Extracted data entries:
=== Section Start ===

// Provides:
// - Sample input encoding with explicit padding/truncation
// - Reference forward pass (candle) that pins the expected output shape
// - DistilBERT graph emitter (opset 11 primitives, weights as initializers)

pub mod distilbert;
pub mod reference;

use anyhow::{bail, Context};
use tokenizers::{PaddingParams, PaddingStrategy, TruncationParams};

use crate::onnx::proto::ModelProto;
use crate::registry::ModelBundle;

pub use distilbert::DistilBertExporter;

/// The encoded sample that drives the export.
#[derive(Debug, Clone, PartialEq)]
pub struct SampleInput {
    pub text: String,
    pub input_ids: Vec<u32>,
    pub attention_mask: Vec<u32>,
    /// Tokens before padding (including [CLS]/[SEP]).
    pub token_count: usize,
}

impl SampleInput {
    pub fn seq_len(&self) -> usize {
        self.input_ids.len()
    }
}

/// Turns a resolved model into an ONNX graph, driven by a sample input.
pub trait GraphExporter {
    fn export(&self, model: &ModelBundle, sample: &SampleInput) -> anyhow::Result<ModelProto>;
}

/// Encode `text` padded and truncated to exactly `max_len` tokens.
///
/// Padding/truncation is applied because the caller asked for it, never inferred: the result is
/// checked against `max_len` and against the model's vocabulary and position table, and any
/// mismatch is an error.
pub fn encode_sample(model: &ModelBundle, text: &str, max_len: usize) -> anyhow::Result<SampleInput> {
    if max_len == 0 {
        bail!("max sequence length must be positive");
    }
    if max_len > model.config.max_position_embeddings {
        bail!(
            "max sequence length {} exceeds the model's {} position embeddings",
            max_len,
            model.config.max_position_embeddings
        );
    }

    let (pad_id, pad_token) = match model.tokenizer.get_padding() {
        Some(p) => (p.pad_id, p.pad_token.clone()),
        None => {
            let id = model.config.pad_token_id;
            let token = model
                .tokenizer
                .id_to_token(id)
                .with_context(|| format!("pad_token_id {id} is not in the tokenizer vocabulary"))?;
            (id, token)
        }
    };

    let mut tokenizer = model.tokenizer.clone();
    tokenizer
        .with_truncation(Some(TruncationParams {
            max_length: max_len,
            ..Default::default()
        }))
        .map_err(|e| anyhow::anyhow!("configure truncation: {e}"))?;
    tokenizer.with_padding(Some(PaddingParams {
        strategy: PaddingStrategy::Fixed(max_len),
        pad_id,
        pad_token,
        ..Default::default()
    }));

    let encoding = tokenizer
        .encode(text, true)
        .map_err(|e| anyhow::anyhow!("tokenize sample input: {e}"))?;

    let input_ids = encoding.get_ids().to_vec();
    let attention_mask = encoding.get_attention_mask().to_vec();
    if input_ids.len() != max_len || attention_mask.len() != max_len {
        bail!(
            "sample encoded to {} tokens, expected exactly {}",
            input_ids.len(),
            max_len
        );
    }
    if let Some(bad) = input_ids.iter().find(|&&id| id as usize >= model.config.vocab_size) {
        bail!("token id {} is outside the model vocabulary ({})", bad, model.config.vocab_size);
    }
    if !encoding.get_overflowing().is_empty() {
        log::warn!("Sample input truncated to {} tokens", max_len);
    }

    let token_count = attention_mask.iter().filter(|&&m| m == 1).count();
    log::info!("Sample input '{}' → {} tokens, padded to {}", text, token_count, max_len);

    Ok(SampleInput {
        text: text.to_string(),
        input_ids,
        attention_mask,
        token_count,
    })
}

#[cfg(test)]
mod tests {
    use super::*;
    use crate::registry::{LocalRegistry, ModelRegistry};
    use crate::test_support::{write_tiny_model, TINY_MAX_POSITIONS};

    fn tiny_bundle() -> (tempfile::TempDir, ModelBundle) {
        let tmp = tempfile::tempdir().unwrap();
        write_tiny_model(&tmp.path().join("tiny"));
        let bundle = LocalRegistry::new(tmp.path()).load("tiny").unwrap();
        (tmp, bundle)
    }

    #[test]
    fn test_sample_padded_to_max_len() {
        let (_tmp, bundle) = tiny_bundle();
        let sample = encode_sample(&bundle, "find a book club event near me", 128).unwrap();
        assert_eq!(sample.seq_len(), 128);
        // [CLS] + 7 words + [SEP]
        assert_eq!(sample.token_count, 9);
        assert_eq!(sample.input_ids[0], 2);
        assert_eq!(sample.input_ids[8], 3);
        assert!(sample.input_ids[9..].iter().all(|&id| id == 0));
        assert!(sample.attention_mask[9..].iter().all(|&m| m == 0));
    }

    #[test]
    fn test_sample_truncated_when_configured_shorter() {
        let (_tmp, bundle) = tiny_bundle();
        let sample = encode_sample(&bundle, "find a book club event near me", 4).unwrap();
        assert_eq!(sample.seq_len(), 4);
        assert_eq!(sample.token_count, 4);
    }

    #[test]
    fn test_rejects_length_beyond_position_table() {
        let (_tmp, bundle) = tiny_bundle();
        let err = encode_sample(&bundle, "find", TINY_MAX_POSITIONS + 1).unwrap_err();
        assert!(err.to_string().contains("position embeddings"));
    }
}
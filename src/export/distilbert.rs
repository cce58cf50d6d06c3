// Inputs `input_ids` / `attention_mask` (int64, [batch_size, sequence]), output `output`
// (float, [batch_size, sequence, dim]). Layer norm and GELU are decomposed into primitives since
// opset 11 has neither. Linear weights are stored pre-transposed ([in, out]) so MatMul reads them
// directly, which is also the form the quantizer recognizes.

use std::collections::HashMap;
use std::path::Path;

use anyhow::{bail, Context};
use candle_core::{DType, Device, Tensor};

use super::reference::reference_forward;
use super::{GraphExporter, SampleInput};
use crate::config;
use crate::onnx::builder::{attr_int, attr_ints, tensor_f32, tensor_i64, value_info, Dim, GraphBuilder};
use crate::onnx::proto::{DataType, GraphProto, ModelProto, OperatorSetIdProto, StringStringEntryProto};
use crate::registry::{EncoderConfig, ModelBundle};

#[derive(Debug, Clone, Copy, PartialEq, Eq)]
enum Activation {
    Gelu,
    Relu,
}

impl Activation {
    fn parse(name: &str) -> anyhow::Result<Self> {
        match name {
            "gelu" => Ok(Activation::Gelu),
            "relu" => Ok(Activation::Relu),
            other => bail!("unsupported activation '{other}' (expected gelu or relu)"),
        }
    }
}

pub struct DistilBertExporter {
    pub opset: i64,
}

impl Default for DistilBertExporter {
    fn default() -> Self {
        Self {
            opset: config::export::OPSET_VERSION,
        }
    }
}

impl GraphExporter for DistilBertExporter {
    fn export(&self, model: &ModelBundle, sample: &SampleInput) -> anyhow::Result<ModelProto> {
        // Range needs opset 11.
        if self.opset < 11 {
            bail!("opset {} is too old for the encoder graph (need >= 11)", self.opset);
        }
        let cfg = &model.config;
        if sample.seq_len() > cfg.max_position_embeddings {
            bail!(
                "sample length {} exceeds the model's {} position embeddings",
                sample.seq_len(),
                cfg.max_position_embeddings
            );
        }
        let activation = Activation::parse(&cfg.activation)?;

        let reference = reference_forward(model, sample)?;

        let weights = Weights::load(&model.weights_path, cfg.model_type.as_deref())?;
        let graph = build_graph(cfg, activation, &weights)?;

        let output_dim = reference.dims.last().copied().unwrap_or_default();
        if output_dim != cfg.dim {
            bail!("reference output width {} differs from config dim {}", output_dim, cfg.dim);
        }

        log::info!(
            "Exported graph: {} nodes, {} initializers, opset {} (reference mean |x| {:.4})",
            graph.node.len(),
            graph.initializer.len(),
            self.opset,
            reference.mean_abs
        );

        Ok(ModelProto {
            ir_version: config::export::IR_VERSION,
            producer_name: config::TOOL_NAME.to_string(),
            producer_version: config::TOOL_VERSION.to_string(),
            graph: Some(graph),
            opset_import: vec![OperatorSetIdProto {
                domain: String::new(),
                version: self.opset,
            }],
            metadata_props: vec![
                StringStringEntryProto {
                    key: "source_model".into(),
                    value: model.model_id.clone(),
                },
                StringStringEntryProto {
                    key: "sample_input".into(),
                    value: sample.text.clone(),
                },
                StringStringEntryProto {
                    key: "sample_sequence_length".into(),
                    value: sample.seq_len().to_string(),
                },
                StringStringEntryProto {
                    key: "sample_token_count".into(),
                    value: sample.token_count.to_string(),
                },
            ],
            ..Default::default()
        })
    }
}

/// Checkpoint tensors, addressed with or without the `distilbert.` prefix.
struct Weights {
    tensors: HashMap<String, Tensor>,
    prefix: Option<String>,
}

impl Weights {
    fn load(path: &Path, model_type: Option<&str>) -> anyhow::Result<Self> {
        let tensors = candle_core::safetensors::load(path, &Device::Cpu)
            .with_context(|| format!("read weights {}", path.display()))?;
        let prefix = if tensors.contains_key("embeddings.word_embeddings.weight") {
            None
        } else {
            Some(model_type.unwrap_or(config::export::WEIGHT_PREFIX).to_string())
        };
        Ok(Self { tensors, prefix })
    }

    fn raw(&self, name: &str, dims: &[usize]) -> anyhow::Result<&Tensor> {
        let key = match &self.prefix {
            Some(p) => format!("{p}.{name}"),
            None => name.to_string(),
        };
        let t = self.tensors.get(&key).with_context(|| format!("missing tensor '{key}'"))?;
        if t.dims() != dims {
            bail!("tensor '{key}' has shape {:?}, expected {:?}", t.dims(), dims);
        }
        Ok(t)
    }

    fn get(&self, name: &str, dims: &[usize]) -> anyhow::Result<Vec<f32>> {
        let t = self.raw(name, dims)?;
        Ok(t.to_dtype(DType::F32)?.flatten_all()?.to_vec1::<f32>()?)
    }

    /// A `[out, in]` linear weight as row-major `[in, out]`.
    fn get_transposed(&self, name: &str, out_features: usize, in_features: usize) -> anyhow::Result<Vec<f32>> {
        let t = self.raw(name, &[out_features, in_features])?;
        Ok(t.to_dtype(DType::F32)?.t()?.contiguous()?.flatten_all()?.to_vec1::<f32>()?)
    }
}

/// Names of the shared constant initializers.
struct Consts {
    two: String,
    eps: String,
    one_f: String,
    half: String,
    sqrt2: String,
    attn_scale: String,
    mask_fill: String,
    heads_shape: String,
    merge_shape: String,
}

fn dims_i64(dims: &[usize]) -> Vec<i64> {
    dims.iter().map(|&d| d as i64).collect()
}

fn add_weight(b: &mut GraphBuilder, w: &Weights, name: &str, dims: &[usize]) -> anyhow::Result<String> {
    let data = w.get(name, dims)?;
    Ok(b.add_initializer(tensor_f32(name, &dims_i64(dims), &data)))
}

fn linear(
    b: &mut GraphBuilder,
    w: &Weights,
    scope: &str,
    prefix: &str,
    x: &str,
    in_features: usize,
    out_features: usize,
) -> anyhow::Result<String> {
    let weight_name = format!("{prefix}.weight");
    let data = w.get_transposed(&weight_name, out_features, in_features)?;
    let weight = b.add_initializer(tensor_f32(&weight_name, &[in_features as i64, out_features as i64], &data));
    let bias = add_weight(b, w, &format!("{prefix}.bias"), &[out_features])?;

    let y = b.op("MatMul", scope, &[x, weight.as_str()], vec![]);
    Ok(b.op("Add", scope, &[y.as_str(), bias.as_str()], vec![]))
}

/// y = (x - mean) / sqrt(var + eps) * gamma + beta over the last axis.
fn layer_norm(
    b: &mut GraphBuilder,
    w: &Weights,
    c: &Consts,
    scope: &str,
    prefix: &str,
    x: &str,
    dim: usize,
    output: Option<&str>,
) -> anyhow::Result<String> {
    let gamma = add_weight(b, w, &format!("{prefix}.weight"), &[dim])?;
    let beta = add_weight(b, w, &format!("{prefix}.bias"), &[dim])?;
    let reduce = || vec![attr_ints("axes", &[-1]), attr_int("keepdims", 1)];

    let mean = b.op("ReduceMean", scope, &[x], reduce());
    let centered = b.op("Sub", scope, &[x, mean.as_str()], vec![]);
    let sq = b.op("Pow", scope, &[centered.as_str(), c.two.as_str()], vec![]);
    let var = b.op("ReduceMean", scope, &[sq.as_str()], reduce());
    let var_eps = b.op("Add", scope, &[var.as_str(), c.eps.as_str()], vec![]);
    let std = b.op("Sqrt", scope, &[var_eps.as_str()], vec![]);
    let normed = b.op("Div", scope, &[centered.as_str(), std.as_str()], vec![]);
    let scaled = b.op("Mul", scope, &[normed.as_str(), gamma.as_str()], vec![]);

    Ok(match output {
        Some(name) => {
            b.op_into("Add", scope, &[scaled.as_str(), beta.as_str()], &[name], vec![]);
            name.to_string()
        }
        None => b.op("Add", scope, &[scaled.as_str(), beta.as_str()], vec![]),
    })
}

/// Exact GELU: x * 0.5 * (1 + erf(x / sqrt(2))).
fn gelu(b: &mut GraphBuilder, c: &Consts, scope: &str, x: &str) -> String {
    let d = b.op("Div", scope, &[x, c.sqrt2.as_str()], vec![]);
    let e = b.op("Erf", scope, &[d.as_str()], vec![]);
    let a = b.op("Add", scope, &[e.as_str(), c.one_f.as_str()], vec![]);
    let m = b.op("Mul", scope, &[x, a.as_str()], vec![]);
    b.op("Mul", scope, &[m.as_str(), c.half.as_str()], vec![])
}

fn build_graph(cfg: &EncoderConfig, activation: Activation, w: &Weights) -> anyhow::Result<GraphProto> {
    let input_ids = config::export::INPUT_IDS;
    let attention_mask = config::export::ATTENTION_MASK;
    let (dim, hidden_dim, heads, head_dim) = (cfg.dim, cfg.hidden_dim, cfg.n_heads, cfg.head_dim());

    let mut b = GraphBuilder::new();

    let zero_i = b.scalar_i64("const_zero_i64", 0);
    let one_i = b.scalar_i64("const_one_i64", 1);
    let c = Consts {
        two: b.scalar_f32("const_two", 2.0),
        eps: b.scalar_f32("layer_norm_eps", config::export::LAYER_NORM_EPS),
        one_f: b.scalar_f32("const_one", 1.0),
        half: b.scalar_f32("const_half", 0.5),
        sqrt2: b.scalar_f32("const_sqrt2", std::f32::consts::SQRT_2),
        attn_scale: b.scalar_f32("attention_scale", (head_dim as f32).sqrt()),
        mask_fill: b.scalar_f32("attention_mask_fill", f32::MIN),
        heads_shape: b.add_initializer(tensor_i64(
            "attention_heads_shape",
            &[4],
            &[0, -1, heads as i64, head_dim as i64],
        )),
        merge_shape: b.add_initializer(tensor_i64("attention_merge_shape", &[3], &[0, -1, dim as i64])),
    };

    // Embeddings: word + position, positions = range(0, sequence)
    let scope = "/embeddings";
    let word = add_weight(&mut b, w, "embeddings.word_embeddings.weight", &[cfg.vocab_size, dim])?;
    let pos = add_weight(
        &mut b,
        w,
        "embeddings.position_embeddings.weight",
        &[cfg.max_position_embeddings, dim],
    )?;
    let shape = b.op("Shape", scope, &[input_ids], vec![]);
    let seq_len = b.op("Gather", scope, &[shape.as_str(), one_i.as_str()], vec![attr_int("axis", 0)]);
    let position_ids = b.op("Range", scope, &[zero_i.as_str(), seq_len.as_str(), one_i.as_str()], vec![]);
    let word_emb = b.op("Gather", "/embeddings/word_embeddings", &[word.as_str(), input_ids], vec![]);
    let pos_emb = b.op("Gather", "/embeddings/position_embeddings", &[pos.as_str(), position_ids.as_str()], vec![]);
    let emb = b.op("Add", scope, &[word_emb.as_str(), pos_emb.as_str()], vec![]);
    let mut hidden = layer_norm(&mut b, w, &c, "/embeddings/LayerNorm", "embeddings.LayerNorm", &emb, dim, None)?;

    // Padding positions (mask == 0) as a [batch, 1, 1, sequence] condition shared by all layers.
    let is_pad = b.op("Equal", "/attention_mask", &[attention_mask, zero_i.as_str()], vec![]);
    let pad_cond = b.op("Unsqueeze", "/attention_mask", &[is_pad.as_str()], vec![attr_ints("axes", &[1, 2])]);

    for i in 0..cfg.n_layers {
        let layer = format!("transformer.layer.{i}");
        let s = format!("/transformer/layer.{i}/attention");

        let q = linear(&mut b, w, &format!("{s}/q_lin"), &format!("{layer}.attention.q_lin"), &hidden, dim, dim)?;
        let k = linear(&mut b, w, &format!("{s}/k_lin"), &format!("{layer}.attention.k_lin"), &hidden, dim, dim)?;
        let v = linear(&mut b, w, &format!("{s}/v_lin"), &format!("{layer}.attention.v_lin"), &hidden, dim, dim)?;

        // [b, s, d] -> [b, h, s, hd]; keys go to [b, h, hd, s] for the score MatMul.
        let q = b.op("Reshape", &s, &[q.as_str(), c.heads_shape.as_str()], vec![]);
        let q = b.op("Transpose", &s, &[q.as_str()], vec![attr_ints("perm", &[0, 2, 1, 3])]);
        let q = b.op("Div", &s, &[q.as_str(), c.attn_scale.as_str()], vec![]);
        let k = b.op("Reshape", &s, &[k.as_str(), c.heads_shape.as_str()], vec![]);
        let k = b.op("Transpose", &s, &[k.as_str()], vec![attr_ints("perm", &[0, 2, 3, 1])]);
        let v = b.op("Reshape", &s, &[v.as_str(), c.heads_shape.as_str()], vec![]);
        let v = b.op("Transpose", &s, &[v.as_str()], vec![attr_ints("perm", &[0, 2, 1, 3])]);

        let scores = b.op("MatMul", &s, &[q.as_str(), k.as_str()], vec![]);
        let scores = b.op("Where", &s, &[pad_cond.as_str(), c.mask_fill.as_str(), scores.as_str()], vec![]);
        let probs = b.op("Softmax", &s, &[scores.as_str()], vec![attr_int("axis", 3)]);
        let ctx = b.op("MatMul", &s, &[probs.as_str(), v.as_str()], vec![]);
        let ctx = b.op("Transpose", &s, &[ctx.as_str()], vec![attr_ints("perm", &[0, 2, 1, 3])]);
        let ctx = b.op("Reshape", &s, &[ctx.as_str(), c.merge_shape.as_str()], vec![]);
        let attn = linear(&mut b, w, &format!("{s}/out_lin"), &format!("{layer}.attention.out_lin"), &ctx, dim, dim)?;

        let ls = format!("/transformer/layer.{i}");
        let residual = b.op("Add", &ls, &[attn.as_str(), hidden.as_str()], vec![]);
        let sa_out = layer_norm(
            &mut b,
            w,
            &c,
            &format!("{ls}/sa_layer_norm"),
            &format!("{layer}.sa_layer_norm"),
            &residual,
            dim,
            None,
        )?;

        let fs = format!("{ls}/ffn");
        let h = linear(&mut b, w, &format!("{fs}/lin1"), &format!("{layer}.ffn.lin1"), &sa_out, dim, hidden_dim)?;
        let h = match activation {
            Activation::Gelu => gelu(&mut b, &c, &format!("{fs}/activation"), &h),
            Activation::Relu => b.op("Relu", &format!("{fs}/activation"), &[h.as_str()], vec![]),
        };
        let h = linear(&mut b, w, &format!("{fs}/lin2"), &format!("{layer}.ffn.lin2"), &h, hidden_dim, dim)?;
        let residual = b.op("Add", &ls, &[h.as_str(), sa_out.as_str()], vec![]);

        let last = i + 1 == cfg.n_layers;
        hidden = layer_norm(
            &mut b,
            w,
            &c,
            &format!("{ls}/output_layer_norm"),
            &format!("{layer}.output_layer_norm"),
            &residual,
            dim,
            last.then_some(config::export::OUTPUT),
        )?;
    }

    let batch = Dim::Named(config::export::BATCH_AXIS.to_string());
    let sequence = Dim::Named(config::export::SEQUENCE_AXIS.to_string());
    let inputs = vec![
        value_info(input_ids, DataType::Int64, &[batch.clone(), sequence.clone()]),
        value_info(attention_mask, DataType::Int64, &[batch.clone(), sequence.clone()]),
    ];
    let outputs = vec![value_info(
        config::export::OUTPUT,
        DataType::Float,
        &[batch, sequence, Dim::Fixed(dim as i64)],
    )];

    Ok(b.finish("main_graph", inputs, outputs))
}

=== Section End ===

What the exercise asks — Search the data above for the word "primitives". Copy each line it is in.

Output of the exercise —
// - DistilBERT graph emitter (opset 11 primitives, weights as initializers)
// (float, [batch_size, sequence, dim]). Layer norm and GELU are decomposed into primitives since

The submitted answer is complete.